While Butterflies was quite a success during its run, Lane's The Last Song
(BBC, 1981; 1983) was more irritating than interesting. Here he was cast as a
50-year-old doctor trapped between his nagging wife and his nagging young
mistress, with little to do except look like a depressed bloodhound.
Thankfully, Fairly Secret Army (Channel 4, 1984-86) and Hot Metal (ITV, 1986;
1988) arrived to liven things up. In the former, written by Nobbs, he was Major
Harry Truscott, an extension of Reggie's brother-in-law character who embarks on
a madcap scheme to raise a secret army to save Britain from various imagined
threats. The familiar Nobbs style was in evidence, with Palmer delivering his
dialogue in short telegraphic bursts, like a pea-shooter.
Hot Metal was a zany Fleet Street spoof set in a fictitious newsroom and
revolving around the friction between the deposed old-style editor Palmer and
Robert Hardy's sleazy, downmarket new editor/proprietor. In a manic satire
parodying the more outrageous tabloids, the leading players seemed unsuitably
cast, with Palmer the baffled foil to Hardy's over-the-top grotesque.
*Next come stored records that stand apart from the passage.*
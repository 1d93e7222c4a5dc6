//! Principal and collection identities.
//!
//! `UserName` and `RoleName` are immutable `(name, db)` pairs used as lookup keys
//! and, for roles, as node identities during role-graph expansion.
//! `NamespaceString` names one collection as `db.coll`.

use std::fmt::{Display, Formatter};

use serde::{Deserialize, Serialize};
use serde_json::{json, Value};

use crate::error::{AuthzError, AuthzResult};

pub const ADMIN_DB: &str = "admin";
/// Database whose users authenticate externally and carry no stored credentials.
pub const EXTERNAL_DB: &str = "$external";

#[derive(Debug, Clone, PartialEq, Eq, Hash, PartialOrd, Ord, Serialize, Deserialize)]
pub struct UserName {
    user: String,
    db: String,
}

impl UserName {
    pub fn new(user: impl Into<String>, db: impl Into<String>) -> Self {
        Self { user: user.into(), db: db.into() }
    }

    pub fn user(&self) -> &str { &self.user }
    pub fn db(&self) -> &str { &self.db }

    /// `user@db`
    pub fn full_name(&self) -> String { format!("{}@{}", self.user, self.db) }

    /// The `_id` a unified (v2) user document is stored under.
    pub fn doc_id(&self) -> String { format!("{}.{}", self.db, self.user) }
}

impl Display for UserName {
    fn fmt(&self, f: &mut Formatter<'_>) -> std::fmt::Result { write!(f, "{}@{}", self.user, self.db) }
}

#[derive(Debug, Clone, PartialEq, Eq, Hash, PartialOrd, Ord, Serialize, Deserialize)]
pub struct RoleName {
    role: String,
    db: String,
}

impl RoleName {
    pub fn new(role: impl Into<String>, db: impl Into<String>) -> Self {
        Self { role: role.into(), db: db.into() }
    }

    pub fn role(&self) -> &str { &self.role }
    pub fn db(&self) -> &str { &self.db }

    pub fn full_name(&self) -> String { format!("{}@{}", self.role, self.db) }

    pub fn doc_id(&self) -> String { format!("{}.{}", self.db, self.role) }

    /// Parse a `{ role, db }` reference. A bare string is a role in `default_db`.
    pub fn from_reference(v: &Value, default_db: &str) -> AuthzResult<Self> {
        match v {
            Value::String(s) if !s.is_empty() => Ok(RoleName::new(s.as_str(), default_db)),
            Value::Object(m) => {
                let role = m.get("role").and_then(|x| x.as_str()).unwrap_or_default();
                if role.is_empty() {
                    return Err(AuthzError::parse(format!("role reference missing \"role\": {}", v)));
                }
                let db = m.get("db").and_then(|x| x.as_str()).unwrap_or(default_db);
                if db.is_empty() {
                    return Err(AuthzError::parse(format!("role reference has empty \"db\": {}", v)));
                }
                Ok(RoleName::new(role, db))
            }
            _ => Err(AuthzError::parse(format!("malformed role reference: {}", v))),
        }
    }

    pub fn to_reference(&self) -> Value { json!({ "role": self.role, "db": self.db }) }
}

impl Display for RoleName {
    fn fmt(&self, f: &mut Formatter<'_>) -> std::fmt::Result { write!(f, "{}@{}", self.role, self.db) }
}

#[derive(Debug, Clone, PartialEq, Eq, Hash, PartialOrd, Ord, Serialize, Deserialize)]
pub struct NamespaceString {
    db: String,
    coll: String,
}

impl NamespaceString {
    pub fn new(db: impl Into<String>, coll: impl Into<String>) -> Self {
        Self { db: db.into(), coll: coll.into() }
    }

    /// Split on the first '.'; both halves must be non-empty.
    pub fn parse(ns: &str) -> AuthzResult<Self> {
        match ns.split_once('.') {
            Some((db, coll)) if !db.is_empty() && !coll.is_empty() => Ok(Self::new(db, coll)),
            _ => Err(AuthzError::bad_value(format!("invalid namespace '{}'", ns))),
        }
    }

    pub fn db(&self) -> &str { &self.db }
    pub fn coll(&self) -> &str { &self.coll }
    pub fn ns(&self) -> String { format!("{}.{}", self.db, self.coll) }

    /// `admin.system.users`
    pub fn admin_users() -> Self { Self::new(ADMIN_DB, "system.users") }
    /// `admin.system.roles`
    pub fn admin_roles() -> Self { Self::new(ADMIN_DB, "system.roles") }
    /// `admin.system.version`
    pub fn admin_version() -> Self { Self::new(ADMIN_DB, "system.version") }
    /// Per-database legacy users collection, `<db>.system.users`.
    pub fn legacy_users(db: &str) -> Self { Self::new(db, "system.users") }

    /// One of the collections guarded by the authorization update lock.
    pub fn is_authz_collection(&self) -> bool {
        *self == Self::admin_users() || *self == Self::admin_roles() || *self == Self::admin_version()
    }

    pub fn is_system_users(&self) -> bool { self.coll == "system.users" }
}

impl Display for NamespaceString {
    fn fmt(&self, f: &mut Formatter<'_>) -> std::fmt::Result { write!(f, "{}.{}", self.db, self.coll) }
}

#[cfg(test)]
mod tests {
    use super::*;

    #[test]
    fn full_names_and_ids() {
        let u = UserName::new("alice", "app");
        assert_eq!(u.full_name(), "alice@app");
        assert_eq!(u.doc_id(), "app.alice");
        let r = RoleName::new("readWrite", "app");
        assert_eq!(r.to_string(), "readWrite@app");
        assert_eq!(r.doc_id(), "app.readWrite");
    }

    #[test]
    fn role_reference_forms() {
        let r = RoleName::from_reference(&json!({"role": "read", "db": "x"}), "app").unwrap();
        assert_eq!(r, RoleName::new("read", "x"));
        let r = RoleName::from_reference(&json!("read"), "app").unwrap();
        assert_eq!(r, RoleName::new("read", "app"));
        assert!(RoleName::from_reference(&json!({"db": "x"}), "app").is_err());
        assert!(RoleName::from_reference(&json!(42), "app").is_err());
        assert!(RoleName::from_reference(&json!(""), "app").is_err());
    }

    #[test]
    fn namespace_parse_splits_on_first_dot() {
        let ns = NamespaceString::parse("admin.system.users").unwrap();
        assert_eq!(ns.db(), "admin");
        assert_eq!(ns.coll(), "system.users");
        assert_eq!(ns, NamespaceString::admin_users());
        assert!(ns.is_authz_collection());
        assert!(NamespaceString::parse("nodot").is_err());
        assert!(NamespaceString::parse(".x").is_err());
        assert!(!NamespaceString::legacy_users("app").is_authz_collection());
    }
}
//! Field projection for `query` results: inclusion (`{a: 1}`) or exclusion
//! (`{a: 0}`) lists; `_id` is included unless explicitly excluded.

use serde_json::{Map, Value};

use crate::error::{AuthzError, AuthzResult};

use super::docpath;

fn truthy(v: &Value) -> bool {
    match v {
        Value::Bool(b) => *b,
        Value::Number(n) => n.as_f64().map(|f| f != 0.0).unwrap_or(false),
        _ => true,
    }
}

pub(crate) fn project(doc: &Value, projection: &Value) -> AuthzResult<Value> {
    let spec = match projection {
        Value::Null => return Ok(doc.clone()),
        Value::Object(m) if m.is_empty() => return Ok(doc.clone()),
        Value::Object(m) => m,
        _ => return Err(AuthzError::bad_value(format!("projection must be a document: {}", projection))),
    };
    let include_id = spec.get("_id").map(truthy).unwrap_or(true);
    let fields: Vec<(&String, bool)> = spec.iter().filter(|(k, _)| k.as_str() != "_id").map(|(k, v)| (k, truthy(v))).collect();
    let inclusive = fields.iter().filter(|(_, inc)| *inc).count();
    if inclusive != 0 && inclusive != fields.len() {
        return Err(AuthzError::bad_value("projection cannot mix inclusion and exclusion"));
    }

    if inclusive > 0 {
        let mut out = Value::Object(Map::new());
        if include_id {
            if let Some(id) = doc.get("_id") { docpath::set(&mut out, "_id", id.clone())?; }
        }
        for (path, _) in fields {
            if let Some(v) = docpath::get(doc, path) { docpath::set(&mut out, path, v.clone())?; }
        }
        return Ok(out);
    }

    let mut out = doc.clone();
    if !include_id { docpath::remove(&mut out, "_id"); }
    for (path, _) in fields { docpath::remove(&mut out, path); }
    Ok(out)
}

#[cfg(test)]
mod tests {
    use super::*;
    use serde_json::json;

    #[test]
    fn inclusion_and_exclusion() {
        let d = json!({"_id": "app.alice", "user": "alice", "db": "app", "credentials": {"x": 1}});
        assert_eq!(project(&d, &json!({"user": 1, "db": 1})).unwrap(), json!({"_id": "app.alice", "user": "alice", "db": "app"}));
        assert_eq!(project(&d, &json!({"user": 1, "_id": 0})).unwrap(), json!({"user": "alice"}));
        assert_eq!(project(&d, &json!({"credentials": 0})).unwrap(), json!({"_id": "app.alice", "user": "alice", "db": "app"}));
        assert_eq!(project(&d, &json!({})).unwrap(), d);
        assert!(project(&d, &json!({"user": 1, "db": 0})).is_err());
    }
}
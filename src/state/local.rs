//! External state over the in-process `MemoryStore`.

use std::sync::atomic::{AtomicUsize, Ordering};
use std::sync::Arc;

use parking_lot::RwLock;
use tracing::{debug, info, warn};

use crate::config::AuthzConfig;
use crate::error::AuthzResult;
use crate::lock::UpdateLock;
use crate::model::Document;
use crate::names::NamespaceString;
use crate::oplog::{OpObserver, OpType};
use crate::storage::MemoryStore;
use crate::write_concern::WriteConcern;

use super::{write_schema_version, AuthzManagerExternalState};

/// Owned by the authorization manager; share it by reference or `Arc`.
pub struct LocalExternalState {
    store: Arc<MemoryStore>,
    lock: Arc<UpdateLock>,
    config: AuthzConfig,
    /// Set by `initialize` and kept current by `set_schema_version`.
    schema_version: RwLock<Option<u32>>,
    observer: RwLock<Option<Arc<dyn OpObserver>>>,
    unlocked_writes: AtomicUsize,
}

impl LocalExternalState {
    /// Build from `config`, opening the snapshot file when one is configured.
    pub fn new(config: AuthzConfig) -> anyhow::Result<Self> {
        config.validate()?;
        let store = match &config.snapshot_path {
            Some(p) => MemoryStore::with_snapshot(p)?,
            None => MemoryStore::new(),
        };
        Ok(Self::with_store(Arc::new(store), config))
    }

    pub fn with_store(store: Arc<MemoryStore>, config: AuthzConfig) -> Self {
        let lock = Arc::new(UpdateLock::new(config.lock_name.clone()));
        Self { store, lock, config, schema_version: RwLock::new(None), observer: RwLock::new(None), unlocked_writes: AtomicUsize::new(0) }
    }

    /// Use an existing lock, e.g. `global_update_lock()`, instead of a private one.
    pub fn with_lock(mut self, lock: Arc<UpdateLock>) -> Self {
        self.lock = lock;
        self
    }

    pub fn set_observer(&self, observer: Arc<dyn OpObserver>) { *self.observer.write() = Some(observer); }

    pub fn store(&self) -> &Arc<MemoryStore> { &self.store }

    pub fn update_lock(&self) -> &Arc<UpdateLock> { &self.lock }

    pub fn config(&self) -> &AuthzConfig { &self.config }

    /// The configured default write concern for administrative writes.
    pub fn write_concern(&self) -> &WriteConcern { &self.config.write_concern }

    /// Writes to authorization collections made without the update lock held.
    pub fn unlocked_write_count(&self) -> usize { self.unlocked_writes.load(Ordering::Relaxed) }

    fn note_unlocked_write(&self, ns: &NamespaceString, what: &str) {
        if (ns.is_authz_collection() || ns.is_system_users()) && !self.lock.is_held() {
            self.unlocked_writes.fetch_add(1, Ordering::Relaxed);
            warn!(target: "authz::admin", "{} on {} without holding the authorization update lock", what, ns);
        }
    }
}

impl AuthzManagerExternalState for LocalExternalState {
    fn find_one(&self, ns: &NamespaceString, query: &Document) -> AuthzResult<Document> { self.store.find_one(ns, query) }

    fn query(&self, ns: &NamespaceString, query: &Document, projection: &Document, visitor: &mut dyn FnMut(&Document)) -> AuthzResult<()> {
        self.store.query(ns, query, projection, visitor)
    }

    fn insert(&self, ns: &NamespaceString, doc: &Document, wc: &WriteConcern) -> AuthzResult<()> {
        self.note_unlocked_write(ns, "insert");
        self.store.insert(ns, doc, wc)
    }

    fn update(&self, ns: &NamespaceString, query: &Document, update: &Document, upsert: bool, multi: bool, wc: &WriteConcern) -> AuthzResult<usize> {
        self.note_unlocked_write(ns, "update");
        self.store.update(ns, query, update, upsert, multi, wc)
    }

    fn remove(&self, ns: &NamespaceString, query: &Document, wc: &WriteConcern) -> AuthzResult<usize> {
        self.note_unlocked_write(ns, "remove");
        self.store.remove(ns, query, wc)
    }

    fn create_index(&self, ns: &NamespaceString, pattern: &Document, unique: bool, wc: &WriteConcern) -> AuthzResult<()> {
        self.note_unlocked_write(ns, "createIndex");
        self.store.create_index(ns, pattern, unique, wc)
    }

    fn drop_collection(&self, ns: &NamespaceString, wc: &WriteConcern) -> AuthzResult<()> {
        self.note_unlocked_write(ns, "drop");
        self.store.drop_collection(ns, wc)
    }

    fn rename_collection(&self, from: &NamespaceString, to: &NamespaceString, wc: &WriteConcern) -> AuthzResult<()> {
        self.note_unlocked_write(from, "renameCollection");
        self.note_unlocked_write(to, "renameCollection");
        self.store.rename_collection(from, to, wc)
    }

    fn copy_collection(&self, from: &NamespaceString, to: &NamespaceString, wc: &WriteConcern) -> AuthzResult<()> {
        self.note_unlocked_write(to, "copyCollection");
        self.store.copy_collection(from, to, wc)
    }

    fn get_all_database_names(&self) -> AuthzResult<Vec<String>> { Ok(self.store.database_names()) }

    fn try_acquire_authz_update_lock(&self, reason: &str) -> bool { self.lock.try_acquire(reason) }

    fn release_authz_update_lock(&self) { self.lock.release() }

    fn default_schema_version(&self) -> u32 { self.config.default_schema_version }

    fn active_schema_version(&self) -> AuthzResult<u32> {
        if let Some(v) = *self.schema_version.read() {
            return Ok(v);
        }
        self.get_schema_version()
    }

    fn set_schema_version(&self, version: u32, wc: &WriteConcern) -> AuthzResult<()> {
        write_schema_version(self, version, wc)?;
        *self.schema_version.write() = Some(version);
        Ok(())
    }

    fn initialize(&self) -> AuthzResult<()> {
        let version = self.get_schema_version()?;
        *self.schema_version.write() = Some(version);
        info!(target: "authz::admin", "authorization external state initialized: schema version {}, lock '{}'", version, self.lock.name());
        Ok(())
    }

    fn log_op(&self, op: OpType, ns: &NamespaceString, o: &Document, o2: Option<&Document>) {
        debug!(target: "authz::admin", "log_op op={} ns='{}'", op, ns);
        let observer = self.observer.read().clone();
        if let Some(obs) = observer {
            obs.on_op(op, ns, o, o2);
        }
    }
}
Nevertheless, he played the editor in rich style, achieving precisely the right
suggestion of a mannered insolence still intact, but beginning to fray badly at
the edges. He also got many of the best lines in a script which veered
erratically between dialogue that was funny, and lines that tended to undermine
the series' pretensions to serious social satire. Richard Wilson replaced him
for the second series.
He returned to middle-class situation comedy in partnership with Penelope
Keith for the unenterprising Executive Stress (ITV, 1986-88). Bickering between
professional married types in the workplace seemed to be the main theme, with
Palmer as an experienced publishing executive whose wife becomes his business
equal.
Bob Larbey's sitcom A Fine Romance (ITV, 1981-84), featuring Judi Dench and
Michael Williams as a couple of adults stumbling their way towards a
relationship, was hauled virtually intact into the 1990s under the title As Time
Goes By (BBC, 1992-2002). Here, Dench and Palmer were the couple who re-kindle
their wartime romance in later life. Their bumpy on-off courtship, full of minor
misunderstandings, relied on the will-they, won't-they get together formula (as
if the outcome was ever in any doubt). The series, however, was neatly made and
nicely acted, and was likely to appeal because it fitted a familiar niche in
programming rather than for any intrinsic merit.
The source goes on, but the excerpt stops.